(GIVEN DATA begins)

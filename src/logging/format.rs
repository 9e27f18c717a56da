//! Record formatting with timezone-aware timestamps

use chrono::{DateTime, Utc};
use chrono_tz::Tz;
use serde_json::json;

use super::config::Level;

/// A single log record captured at the call site. The timestamp is a UTC
/// instant; rendering into the configured zone happens in the formatter.
#[derive(Debug, Clone)]
pub struct LogRecord {
    pub timestamp: DateTime<Utc>,
    pub level: Level,
    pub logger: String,
    pub message: String,
}

impl LogRecord {
    pub fn new(level: Level, logger: &str, message: &str) -> Self {
        Self {
            timestamp: Utc::now(),
            level,
            logger: logger.to_string(),
            message: message.to_string(),
        }
    }
}

/// Renders records either through a line template or as JSON objects.
///
/// Timestamps are always rendered in the formatter's zone, independent of
/// the host clock's local zone.
#[derive(Debug, Clone)]
pub struct Formatter {
    template: Option<String>,
    tz: Tz,
}

impl Formatter {
    /// Template mode. Placeholders `{timestamp}`, `{level}`, `{logger}` and
    /// `{message}` are substituted; anything else is copied verbatim.
    pub fn template(template: &str, tz: Tz) -> Self {
        Self {
            template: Some(template.to_string()),
            tz,
        }
    }

    /// JSON mode: one object per record with `timestamp`, `level`,
    /// `logger_name` and `message` fields.
    pub fn json(tz: Tz) -> Self {
        Self { template: None, tz }
    }

    /// Render one record as a single line without a trailing newline.
    pub fn format(&self, record: &LogRecord) -> String {
        let timestamp = record
            .timestamp
            .with_timezone(&self.tz)
            .format("%Y-%m-%d %H:%M:%S%.3f")
            .to_string();
        match &self.template {
            Some(template) => template
                .replace("{timestamp}", &timestamp)
                .replace("{level}", record.level.as_str())
                .replace("{logger}", &record.logger)
                .replace("{message}", &record.message),
            None => json!({
                "timestamp": timestamp,
                "level": record.level.as_str(),
                "logger_name": record.logger,
                "message": record.message,
            })
            .to_string(),
        }
    }
}
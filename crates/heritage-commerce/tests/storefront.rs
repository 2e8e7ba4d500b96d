//! Session persistence across storefront reopen.

use heritage_cache::{FileStore, KeyValueStore, MemoryStore};
use heritage_commerce::cart::{cart_storage_key, CartStore};
use heritage_commerce::prelude::*;
use heritage_commerce::storefront::language_storage_key;
use heritage_i18n::Language;

fn line_quantities<S: KeyValueStore>(storefront: &Storefront<S>) -> Vec<(String, i64)> {
    storefront
        .cart()
        .items()
        .iter()
        .map(|line| (line.product_id.to_string(), line.quantity))
        .collect()
}

#[test]
fn reopen_restores_cart_and_language() {
    let store = MemoryStore::new();

    let mut first = Storefront::open(store.clone());
    first.add_to_cart("1", Some("Walnut".into()), 1).unwrap();
    first.add_to_cart("8", None, 3).unwrap();
    first.add_to_cart("1", None, 1).unwrap();
    first.set_language(Language::Ar);
    let saved = line_quantities(&first);
    let total = first.cart().total_price();

    let second = Storefront::open(store);
    assert_eq!(line_quantities(&second), saved);
    assert_eq!(saved, vec![("1".to_string(), 2), ("8".to_string(), 3)]);
    assert_eq!(second.cart().total_price(), total);
    assert_eq!(second.cart().line("1").unwrap().variant.as_deref(), Some("Walnut"));
    assert_eq!(second.language(), Language::Ar);
}

#[test]
fn file_store_round_trip() {
    let dir = tempfile::tempdir().unwrap();

    {
        let store = FileStore::open(dir.path()).unwrap();
        let mut storefront = Storefront::open(store);
        storefront.add_to_cart("6", None, 2).unwrap();
        storefront.cart_mut().update_quantity("6", 5);
    }

    let store = FileStore::open(dir.path()).unwrap();
    assert!(store.exists(&cart_storage_key()).unwrap());

    let storefront = Storefront::open(store);
    assert_eq!(line_quantities(&storefront), vec![("6".to_string(), 5)]);
    assert_eq!(storefront.cart().total_price(), Money::kwd(475_000));
}

#[test]
fn corrupt_snapshot_opens_empty_and_recovers() {
    let store = MemoryStore::new();
    store.set(&cart_storage_key(), b"\x00\xffgarbage").unwrap();
    store.set(&language_storage_key(), b"42").unwrap();

    let mut storefront = Storefront::open(store.clone());
    assert!(storefront.cart().is_empty());
    assert_eq!(storefront.language(), Language::En);

    // The next change overwrites the bad value.
    storefront.add_to_cart("4", None, 1).unwrap();
    let reloaded = CartStore::restore(store);
    assert_eq!(reloaded.total_items(), 1);
}

#[test]
fn clear_persists_empty_cart() {
    let store = MemoryStore::new();
    let mut storefront = Storefront::open(store.clone());
    storefront.add_to_cart("7", None, 2).unwrap();
    storefront.cart_mut().clear_cart();

    let reopened = Storefront::open(store);
    assert!(reopened.cart().is_empty());
    assert_eq!(reopened.cart().total_items(), 0);
    assert!(reopened.cart().total_price().is_zero());
}

#[test]
fn browse_and_buy_from_listing() {
    let mut storefront = Storefront::open(MemoryStore::new());

    let query = storefront
        .default_query()
        .with_category("stone")
        .with_sort(SortKey::PriceHigh);
    let ids: Vec<String> = storefront
        .browse(&query)
        .iter()
        .map(|p| p.id.to_string())
        .collect();
    assert_eq!(ids, vec!["4"]);

    for id in &ids {
        storefront.add_to_cart(id, None, 1).unwrap();
    }
    assert_eq!(storefront.cart().total_price(), Money::kwd(175_000));
}
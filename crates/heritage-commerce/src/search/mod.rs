//! Search module.
//!
//! Contains the listing query state and the engine that filters and sorts
//! the catalog with it.

mod engine;
mod filter;
mod query;

pub use engine::{query_catalog, sort_products};
pub use filter::{matches_category, matches_query};
pub use query::{
    CatalogQuery, CategoryMatch, PriceRange, SortKey, DEFAULT_PRICE_MAX_KWD,
    DEFAULT_PRICE_MIN_KWD,
};
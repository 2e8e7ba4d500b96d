//! Shopping cart module.
//!
//! Contains the cart lines, their aggregates, and the persistent state
//! container that owns them.

mod cart;
mod pricing;
mod store;

pub use cart::{Cart, CartLine, CartSnapshot, ProductSnapshot};
pub use pricing::CartTotals;
pub use store::{cart_storage_key, CartChange, CartEvent, CartStore, SubscriptionId};
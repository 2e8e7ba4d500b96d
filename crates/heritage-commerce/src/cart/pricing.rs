//! Cart aggregates.

use crate::money::Money;
use heritage_i18n::{lookup, Language};
use serde::{Deserialize, Serialize};

/// Derived cart aggregates, recomputed from the lines on every read.
#[derive(Debug, Clone, Copy, Serialize, Deserialize, PartialEq, Eq, Default)]
pub struct CartTotals {
    /// Sum of line quantities (the header badge count).
    pub total_items: i64,
    /// Sum of price times quantity.
    pub total_price: Money,
}

impl CartTotals {
    pub fn is_empty(&self) -> bool {
        self.total_items == 0
    }

    /// Total price with the localized currency label, e.g. "199.500 د.ك".
    pub fn display_total(&self, language: Language) -> String {
        self.total_price.display_with(lookup("currency", language))
    }
}
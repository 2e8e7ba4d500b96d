//! Commerce error types.
//!
//! Cart and query operations never fail; these errors only surface where
//! user input crosses into the core. Storage faults are logged, not
//! returned.

use heritage_i18n::ParseLanguageError;
use thiserror::Error;

/// Errors that can occur at the edges of the storefront core.
#[derive(Error, Debug)]
pub enum CommerceError {
    /// Product not found.
    #[error("Product not found: {0}")]
    ProductNotFound(String),

    /// Category not found.
    #[error("Category not found: {0}")]
    CategoryNotFound(String),

    /// Unknown sort key.
    #[error("Invalid sort key: {0} (expected one of bestseller, newest, price-low, price-high, name)")]
    InvalidSortKey(String),

    /// Unknown category match mode.
    #[error("Invalid category match mode: {0} (expected substring or exact)")]
    InvalidCategoryMatch(String),

    /// Unsupported language code.
    #[error(transparent)]
    InvalidLanguage(#[from] ParseLanguageError),

    /// Amount could not be parsed.
    #[error("Invalid amount: {0}")]
    InvalidAmount(String),
}
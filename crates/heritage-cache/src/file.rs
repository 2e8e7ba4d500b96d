//! Directory-backed key-value store.

use crate::{CacheError, KeyValueStore};
use std::fs;
use std::io::ErrorKind;
use std::path::{Path, PathBuf};

const EXTENSION: &str = "json";

/// Key-value store keeping one file per key inside a directory.
///
/// Keys may contain ASCII letters, digits, `-`, `_` and `:`. The `:`
/// namespace separator is written as `.` in file names, so
/// `heritage:cart` lives in `heritage.cart.json`.
#[derive(Debug, Clone)]
pub struct FileStore {
    dir: PathBuf,
}

impl FileStore {
    /// Open a store rooted at `dir`, creating the directory if needed.
    pub fn open(dir: impl Into<PathBuf>) -> Result<Self, CacheError> {
        let dir = dir.into();
        fs::create_dir_all(&dir)
            .map_err(|e| CacheError::OpenError(format!("{}: {}", dir.display(), e)))?;
        tracing::debug!(dir = %dir.display(), "opened file store");
        Ok(Self { dir })
    }

    /// Directory holding the store's files.
    pub fn dir(&self) -> &Path {
        &self.dir
    }

    fn path_for(&self, key: &str) -> Result<PathBuf, CacheError> {
        let valid = !key.is_empty()
            && key
                .chars()
                .all(|c| c.is_ascii_alphanumeric() || matches!(c, '-' | '_' | ':'));
        if !valid {
            return Err(CacheError::InvalidKey(key.to_string()));
        }
        let file_name = format!("{}.{}", key.replace(':', "."), EXTENSION);
        Ok(self.dir.join(file_name))
    }
}

impl KeyValueStore for FileStore {
    fn get(&self, key: &str) -> Result<Option<Vec<u8>>, CacheError> {
        let path = self.path_for(key)?;
        match fs::read(&path) {
            Ok(bytes) => Ok(Some(bytes)),
            Err(e) if e.kind() == ErrorKind::NotFound => Ok(None),
            Err(e) => Err(e.into()),
        }
    }

    fn set(&self, key: &str, value: &[u8]) -> Result<(), CacheError> {
        let path = self.path_for(key)?;
        // Write to a sibling file first so a crash never leaves half a value.
        let tmp = path.with_extension("tmp");
        fs::write(&tmp, value)?;
        fs::rename(&tmp, &path)?;
        Ok(())
    }

    fn delete(&self, key: &str) -> Result<(), CacheError> {
        let path = self.path_for(key)?;
        match fs::remove_file(&path) {
            Ok(()) => Ok(()),
            Err(e) if e.kind() == ErrorKind::NotFound => Ok(()),
            Err(e) => Err(e.into()),
        }
    }

    fn exists(&self, key: &str) -> Result<bool, CacheError> {
        Ok(self.path_for(key)?.is_file())
    }

    fn keys(&self) -> Result<Vec<String>, CacheError> {
        let mut keys = Vec::new();
        for entry in fs::read_dir(&self.dir)? {
            let path = entry?.path();
            if path.extension().map_or(false, |e| e == EXTENSION) {
                if let Some(stem) = path.file_stem().and_then(|s| s.to_str()) {
                    keys.push(stem.replace('.', ":"));
                }
            }
        }
        keys.sort();
        Ok(keys)
    }
}

#[cfg(test)]
mod tests {
    use super::*;

    #[test]
    fn test_roundtrip_through_files() {
        let dir = tempfile::tempdir().unwrap();
        let store = FileStore::open(dir.path()).unwrap();

        store.set("heritage:cart", b"{\"items\":[]}").unwrap();
        assert!(dir.path().join("heritage.cart.json").is_file());
        assert_eq!(
            store.get("heritage:cart").unwrap(),
            Some(b"{\"items\":[]}".to_vec())
        );
        assert_eq!(store.keys().unwrap(), vec!["heritage:cart".to_string()]);

        store.delete("heritage:cart").unwrap();
        assert!(!store.exists("heritage:cart").unwrap());
        assert_eq!(store.get("heritage:cart").unwrap(), None);
    }

    #[test]
    fn test_reopen_sees_previous_values() {
        let dir = tempfile::tempdir().unwrap();
        FileStore::open(dir.path())
            .unwrap()
            .set("heritage:language", b"\"ar\"")
            .unwrap();

        let reopened = FileStore::open(dir.path()).unwrap();
        assert_eq!(
            reopened.get("heritage:language").unwrap(),
            Some(b"\"ar\"".to_vec())
        );
    }

    #[test]
    fn test_open_creates_nested_dir() {
        let dir = tempfile::tempdir().unwrap();
        let nested = dir.path().join("a").join("b");
        let store = FileStore::open(&nested).unwrap();
        assert_eq!(store.dir(), nested.as_path());
        assert!(nested.is_dir());
    }

    #[test]
    fn test_rejects_unsafe_keys() {
        let dir = tempfile::tempdir().unwrap();
        let store = FileStore::open(dir.path()).unwrap();

        for key in ["", "../escape", "a/b", "dotted.key"] {
            assert!(
                matches!(store.set(key, b"x"), Err(CacheError::InvalidKey(_))),
                "key {key:?} should be rejected"
            );
        }
    }
}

(GIVEN DATA ends)

▶ **ABOUT THIS TASK**
Above are the entries. Quote exactly the lines from the one bearing "catalog with it." through the one bearing "Shopping cart module.".

▶ **EXERCISE SOLUTION**
//! the catalog with it.

mod engine;
mod filter;
mod query;

pub use engine::{query_catalog, sort_products};
pub use filter::{matches_category, matches_query};
pub use query::{
    CatalogQuery, CategoryMatch, PriceRange, SortKey, DEFAULT_PRICE_MAX_KWD,
    DEFAULT_PRICE_MIN_KWD,
};
repository 2e8e7ba4d500b96d
//! Shopping cart module.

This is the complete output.